INDIANAPOLIS — Americans added significantly to their credit card balances last year, pushing total debt to $1.39 trillion, according to data from the Federal Reserve.
For the average household, that's roughly $11,500 in credit card debt.John Kiernan with WalletHub said if you adjust for inflation, that amount is about 9% below the all-time record.
"If you don't adjust for inflation, the numbers we're seeing in terms of total debt and the amount we're adding are records," Kiernan explained.
With most credit cards charging double-digit interest rates, those balances can become expensive quickly.
Making only the minimum monthly payment on that type of balance can cost thousands in interest over the years.

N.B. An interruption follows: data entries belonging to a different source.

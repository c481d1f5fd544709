use std::collections::BTreeSet;

use indexmap::IndexMap;
use serde::{Deserialize, Serialize};

/// Resolved state of one experiment.
#[derive(Debug, Clone, PartialEq, Eq, Serialize, Deserialize)]
#[serde(untagged)]
pub enum FeatureState {
    /// Experiment with a single variant: whether it is on.
    Enabled(bool),
    /// Experiment with several variants: whether each variant is on, in registration order.
    ///
    /// Several variants may be on at once when their rules overlap. The first one that is on
    /// counts as the active variant.
    Variants(IndexMap<String, bool>),
}

impl FeatureState {
    /// Name of the first variant that is on, for multi-variant experiments.
    pub fn active_variant(&self) -> Option<&str> {
        match self {
            FeatureState::Enabled(_) => None,
            FeatureState::Variants(variants) => variants
                .iter()
                .find(|(_, is_on)| **is_on)
                .map(|(name, _)| name.as_str()),
        }
    }

    /// Return `true` if the experiment is on, or any of its variants is.
    pub fn is_active(&self) -> bool {
        match self {
            FeatureState::Enabled(is_on) => *is_on,
            FeatureState::Variants(_) => self.active_variant().is_some(),
        }
    }
}

impl From<bool> for FeatureState {
    fn from(value: bool) -> Self {
        Self::Enabled(value)
    }
}

/// State of every registered experiment for one [`Context`](crate::Context).
///
/// Snapshots are serializable so they can be kept in a user session and passed back on the next
/// request. Features listed in `dirty_features` are pinned: re-resolving the snapshot carries them
/// forward verbatim.
#[derive(Debug, Clone, PartialEq, Eq, Serialize, Deserialize)]
#[serde(rename_all = "camelCase")]
pub struct Snapshot {
    session_id: u64,
    #[serde(default)]
    features: IndexMap<String, FeatureState>,
    #[serde(default)]
    dirty_features: BTreeSet<String>,
}

impl Snapshot {
    /// Create an empty snapshot for the given session.
    pub fn new(session_id: u64) -> Snapshot {
        Snapshot {
            session_id,
            features: IndexMap::new(),
            dirty_features: BTreeSet::new(),
        }
    }

    /// Session this snapshot was first resolved for.
    pub fn session_id(&self) -> u64 {
        self.session_id
    }

    /// State of one experiment, `None` if it was not resolved.
    pub fn feature(&self, name: &str) -> Option<&FeatureState> {
        self.features.get(name)
    }

    /// States of all experiments, in resolution order.
    pub fn features(&self) -> &IndexMap<String, FeatureState> {
        &self.features
    }

    /// Names of experiments with an active variant.
    pub fn active_features(&self) -> impl Iterator<Item = &str> {
        self.features
            .iter()
            .filter(|(_, state)| state.is_active())
            .map(|(name, _)| name.as_str())
    }

    /// Set a feature without pinning it. Pinned features are left untouched.
    ///
    /// Returns `true` if the state was stored.
    pub fn set_feature(&mut self, name: impl Into<String>, state: FeatureState) -> bool {
        let name = name.into();
        if self.dirty_features.contains(&name) {
            return false;
        }
        self.features.insert(name, state);
        true
    }

    /// Set a feature and pin it, so later resolutions keep this state.
    pub fn pin(&mut self, name: impl Into<String>, state: FeatureState) {
        let name = name.into();
        self.features.insert(name.clone(), state);
        self.dirty_features.insert(name);
    }

    /// Pin the current state of a feature. Returns `false` if the feature is absent.
    pub fn mark_dirty(&mut self, name: &str) -> bool {
        if !self.features.contains_key(name) {
            return false;
        }
        self.dirty_features.insert(name.to_owned());
        true
    }

    /// Allow the feature to be recomputed again. Returns `true` if it was pinned.
    pub fn unpin(&mut self, name: &str) -> bool {
        self.dirty_features.remove(name)
    }

    /// Whether `name` is pinned.
    pub fn is_dirty(&self, name: &str) -> bool {
        self.dirty_features.contains(name)
    }

    /// Names of pinned experiments, sorted.
    pub fn dirty_features(&self) -> impl Iterator<Item = &str> {
        self.dirty_features.iter().map(String::as_str)
    }
}

#[cfg(test)]
mod tests {
    use indexmap::IndexMap;
    use serde_json::json;

    use super::{FeatureState, Snapshot};

    fn variants(entries: &[(&str, bool)]) -> FeatureState {
        FeatureState::Variants(
            entries
                .iter()
                .map(|(name, is_on)| (name.to_string(), *is_on))
                .collect::<IndexMap<_, _>>(),
        )
    }

    #[test]
    fn first_active_variant_wins() {
        let state = variants(&[("red", false), ("green", true), ("blue", true)]);
        assert_eq!(state.active_variant(), Some("green"));
        assert!(state.is_active());

        let state = variants(&[("red", false)]);
        assert_eq!(state.active_variant(), None);
        assert!(!state.is_active());

        assert_eq!(FeatureState::Enabled(true).active_variant(), None);
        assert!(FeatureState::Enabled(true).is_active());
    }

    #[test]
    fn pinned_features_are_not_overwritten() {
        let mut snapshot = Snapshot::new(1);
        snapshot.pin("checkout", true.into());

        assert!(!snapshot.set_feature("checkout", false.into()));
        assert_eq!(snapshot.feature("checkout"), Some(&FeatureState::Enabled(true)));

        assert!(snapshot.unpin("checkout"));
        assert!(snapshot.set_feature("checkout", false.into()));
        assert_eq!(snapshot.feature("checkout"), Some(&FeatureState::Enabled(false)));
    }

    #[test]
    fn mark_dirty_requires_existing_feature() {
        let mut snapshot = Snapshot::new(1);
        assert!(!snapshot.mark_dirty("missing"));
        snapshot.set_feature("search", true.into());
        assert!(snapshot.mark_dirty("search"));
        assert!(snapshot.is_dirty("search"));
        assert_eq!(snapshot.dirty_features().collect::<Vec<_>>(), ["search"]);
    }

    #[test]
    fn serialization_keeps_variant_order() {
        let mut snapshot = Snapshot::new(9);
        snapshot.set_feature("search", true.into());
        snapshot.pin("buttonColor", variants(&[("red", false), ("green", true)]));

        let value = serde_json::to_value(&snapshot).unwrap();
        assert_eq!(
            value,
            json!({
                "sessionId": 9,
                "features": {
                    "search": true,
                    "buttonColor": {"red": false, "green": true}
                },
                "dirtyFeatures": ["buttonColor"]
            })
        );

        let text = serde_json::to_string(&snapshot).unwrap();
        let parsed: Snapshot = serde_json::from_str(&text).unwrap();
        assert_eq!(parsed, snapshot);
        assert_eq!(
            parsed.active_features().collect::<Vec<_>>(),
            ["search", "buttonColor"]
        );
    }
}
//! A thread-safe holder of the currently active [`Registry`].
use std::sync::{Arc, RwLock};

use crate::Registry;

/// `RegistryStore` provides a thread-safe (`Sync`) storage for the active [`Registry`].
///
/// Configuration replaces the registry as a whole, so a reader that obtained a registry keeps a
/// consistent view even if a new configuration is stored while it is resolving.
#[derive(Debug, Default)]
pub struct RegistryStore {
    registry: RwLock<Option<Arc<Registry>>>,
}

impl RegistryStore {
    /// Create a new empty store.
    pub fn new() -> Self {
        RegistryStore::default()
    }

    /// Get the active registry. Returns `None` if nothing has been configured yet.
    pub fn get_registry(&self) -> Option<Arc<Registry>> {
        // Err() is possible only if the lock is poisoned (writer panicked while holding the lock),
        // which should never happen.
        let registry = self
            .registry
            .read()
            .expect("thread holding registry lock should not panic");

        registry.clone()
    }

    /// Set a new registry, returning the previous one.
    pub fn set_registry(&self, registry: Registry) -> Option<Arc<Registry>> {
        // Constructing new value before requesting the lock to minimize lock span.
        let new_value = Some(Arc::new(registry));

        let mut slot = self
            .registry
            .write()
            .expect("thread holding registry lock should not panic");

        std::mem::replace(&mut *slot, new_value)
    }
}

#[cfg(test)]
mod tests {
    use std::sync::Arc;

    use super::RegistryStore;
    use crate::Registry;

    #[test]
    fn can_set_registry_from_another_thread() {
        let store = Arc::new(RegistryStore::new());

        assert!(store.get_registry().is_none());

        {
            let store = store.clone();
            let _ = std::thread::spawn(move || store.set_registry(Registry::new())).join();
        }

        assert!(store.get_registry().is_some());
    }

    #[test]
    fn readers_keep_their_registry() {
        let store = RegistryStore::new();
        store.set_registry(Registry::new());

        let before = store.get_registry().unwrap();
        let previous = store.set_registry(Registry::new()).unwrap();

        assert!(Arc::ptr_eq(&before, &previous));
        assert!(!Arc::ptr_eq(&before, &store.get_registry().unwrap()));
    }
}
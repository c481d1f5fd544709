use experiments::{Callbacks, ExperimentsConfig, Feature};

type Render = fn(&str) -> String;

pub fn main() {
    env_logger::init();

    let config_path = std::env::args()
        .nth(1)
        .unwrap_or_else(|| "tests/data/config.json".to_owned());

    let experiments = ExperimentsConfig::new().to_client();
    experiments.configure_from_file(&config_path).unwrap();

    let buttons: Callbacks<Render> = Callbacks::<Render>::variants()
        .on("variantOne", |label| format!("[{label}] (blue)"))
        .on("variantTwo", |label| format!("[{label}] (green)"))
        .fallback(|label| format!("[{label}]"))
        .into();

    for user_id in [1, 15, 25, 40] {
        let context = experiments.context_for(None, Some(user_id.into()));
        let snapshot = experiments.read_for(&context, None).unwrap();

        let active: Vec<&str> = snapshot.active_features().collect();
        println!("user {user_id}: active features {active:?}");

        // "featureThree" renders a differently colored button per variant.
        let button = experiments
            .protect("featureThree", &snapshot, &buttons, "Checkout")
            .unwrap()
            .unwrap_or_default();
        println!("  button: {button}");

        if experiments.feature("featureTwo", &snapshot).unwrap() == Feature::On {
            println!("  family search enabled");
        }
    }
}
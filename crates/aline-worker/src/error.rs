//! Worker error types.

use thiserror::Error;

use aline_media::MediaError;
use aline_ml_client::MlError;
use aline_models::ModelError;

use crate::selection::SelectionError;

pub type WorkerResult<T> = Result<T, WorkerError>;

#[derive(Debug, Error)]
pub enum WorkerError {
    #[error("Invalid input: {0}")]
    InvalidInput(String),

    #[error("Preprocessing failed: {0}")]
    Preprocessing(#[from] MediaError),

    #[error("Inference failed: {0}")]
    Inference(#[from] MlError),

    #[error("Selection failed: {0}")]
    Selection(#[from] SelectionError),

    #[error("Configuration error: {0}")]
    Config(String),

    #[error("IO error: {0}")]
    Io(#[from] std::io::Error),

    #[error("Internal error: {0}")]
    Internal(String),
}

impl WorkerError {
    pub fn invalid_input(msg: impl Into<String>) -> Self {
        Self::InvalidInput(msg.into())
    }

    pub fn config_error(msg: impl Into<String>) -> Self {
        Self::Config(msg.into())
    }

    pub fn internal(msg: impl Into<String>) -> Self {
        Self::Internal(msg.into())
    }

    /// Parameter or upload errors are the caller's fault; anything else
    /// coming from the model layer is configuration.
    pub fn from_model(err: ModelError) -> Self {
        match err {
            ModelError::InvalidParams(_)
            | ModelError::UnknownRanking(_)
            | ModelError::InvalidUpload(_) => Self::InvalidInput(err.to_string()),
            other => Self::Config(other.to_string()),
        }
    }

    /// Stable machine-readable error category.
    pub fn kind(&self) -> &'static str {
        match self {
            WorkerError::InvalidInput(_) => "invalid_input",
            WorkerError::Preprocessing(_) => "preprocessing",
            WorkerError::Inference(_) => "inference",
            WorkerError::Selection(_) => "selection",
            WorkerError::Config(_) => "config",
            WorkerError::Io(_) | WorkerError::Internal(_) => "internal",
        }
    }
}

#[cfg(test)]
mod tests {
    use super::*;

    #[test]
    fn test_kind() {
        assert_eq!(WorkerError::invalid_input("x").kind(), "invalid_input");
        assert_eq!(
            WorkerError::from(MediaError::FfmpegNotFound).kind(),
            "preprocessing"
        );
        assert_eq!(WorkerError::from(MlError::QueueClosed).kind(), "inference");
        assert_eq!(
            WorkerError::from(SelectionError::TooFewIndices { requested: 1 }).kind(),
            "selection"
        );
    }

    #[test]
    fn test_from_model() {
        let err = WorkerError::from_model(ModelError::invalid_params("batch_size"));
        assert!(matches!(err, WorkerError::InvalidInput(_)));

        let err = WorkerError::from_model(ModelError::label_line(3, "missing id"));
        assert!(matches!(err, WorkerError::Config(_)));
    }
}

Experts say the first step toward reducing credit card debt is creating a clear budget.
Tracking how much money is coming in and how much is going out can help identify areas where spending can be reduced.
Budgeting tools can make the process easier.
Consumers can track expenses using budgeting apps, download pre-made spreadsheets, or create personalized spending plans with artificial intelligence tools.
Kiernan said another option for people with strong credit is debt consolidation.
“If you have several credit card balances that are pretty expensive, you could get a lower-interest personal loan, pay off those balances, and then pay off the personal loan at a lower rate,” Kiernan said, “There are a variety of ways to go about it, but budgeting is the most tried-and-true method.”
The $1.4 trillion figure may decline in the first quarter of 2026.
Credit card balances can fall during the first few months of the year as consumers scale back spending after the holidays and follow through on New Year’s financial resolutions.